[Information shown]

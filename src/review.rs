use crate::errors::{PipelineError, Result};
use crate::utils::absolute_path;
use std::path::PathBuf;
use std::process::Command;

/// Environment variable the review app reads its project directories from.
pub const PROJECT_DIRS_ENV: &str = "DIFFPIPE_PROJECT_DIRS";

/// The interactive visualization server.
///
/// `serve` blocks for the life of the server.
pub trait ReviewServer {
    fn serve(&self, project_dirs: &[PathBuf], host: &str, port: u16) -> Result<()>;
}

/// Serves the review app with `Rscript -e "shiny::runApp(...)"`.
#[derive(Debug, Clone)]
pub struct ShinyServer {
    rscript: PathBuf,
    app_dir: PathBuf,
}

impl ShinyServer {
    pub fn new(rscript: impl Into<PathBuf>, app_dir: impl Into<PathBuf>) -> Self {
        Self {
            rscript: rscript.into(),
            app_dir: app_dir.into(),
        }
    }

    pub fn command(&self, project_dirs: &[PathBuf], host: &str, port: u16) -> Result<Command> {
        let dirs = std::env::join_paths(project_dirs).map_err(|e| {
            PipelineError::ServerFailure(format!("cannot pass project directories: {}", e))
        })?;
        let expr = format!(
            "shiny::runApp({}, host={}, port={}, launch.browser=FALSE)",
            r_string(&self.app_dir.to_string_lossy()),
            r_string(host),
            port
        );

        let mut cmd = Command::new(&self.rscript);
        cmd.arg("-e").arg(expr).env(PROJECT_DIRS_ENV, dirs);
        Ok(cmd)
    }
}

impl ReviewServer for ShinyServer {
    fn serve(&self, project_dirs: &[PathBuf], host: &str, port: u16) -> Result<()> {
        let mut cmd = self.command(project_dirs, host, port)?;
        log::info!("serving {} project(s) on http://{}:{}", project_dirs.len(), host, port);

        let status = cmd.status().map_err(|e| {
            let exe = self.rscript.display();
            PipelineError::ServerFailure(format!("failed to start '{}': {}", exe, e))
        })?;
        if status.success() {
            Ok(())
        } else {
            Err(PipelineError::ServerFailure(format!(
                "{} exited with {}",
                self.rscript.display(),
                status
            )))
        }
    }
}

/// Checks that every project directory exists and starts the review server on them.
///
/// All missing directories are reported together.
pub fn start_review<S: ReviewServer + ?Sized>(
    server: &S,
    project_dirs: &[PathBuf],
    host: &str,
    port: u16,
) -> Result<()> {
    let missing: Vec<PathBuf> = project_dirs
        .iter()
        .filter(|p| !p.is_dir())
        .cloned()
        .collect();
    if project_dirs.is_empty() || !missing.is_empty() {
        return Err(PipelineError::ProjectDirNotFound(missing));
    }

    let dirs: Vec<PathBuf> = project_dirs.iter().map(|p| absolute_path(p)).collect();
    server.serve(&dirs, host, port)
}

/// Quotes `s` as an R string literal.
fn r_string(s: &str) -> String {
    format!("'{}'", s.replace('\\', "\\\\").replace('\'', "\\'"))
}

[/Information shown]

- [What is required] Among the lines of the data above, find those with the word "crate" and show them.

- [Exercise response]
use crate::errors::{PipelineError, Result};
use crate::utils::absolute_path;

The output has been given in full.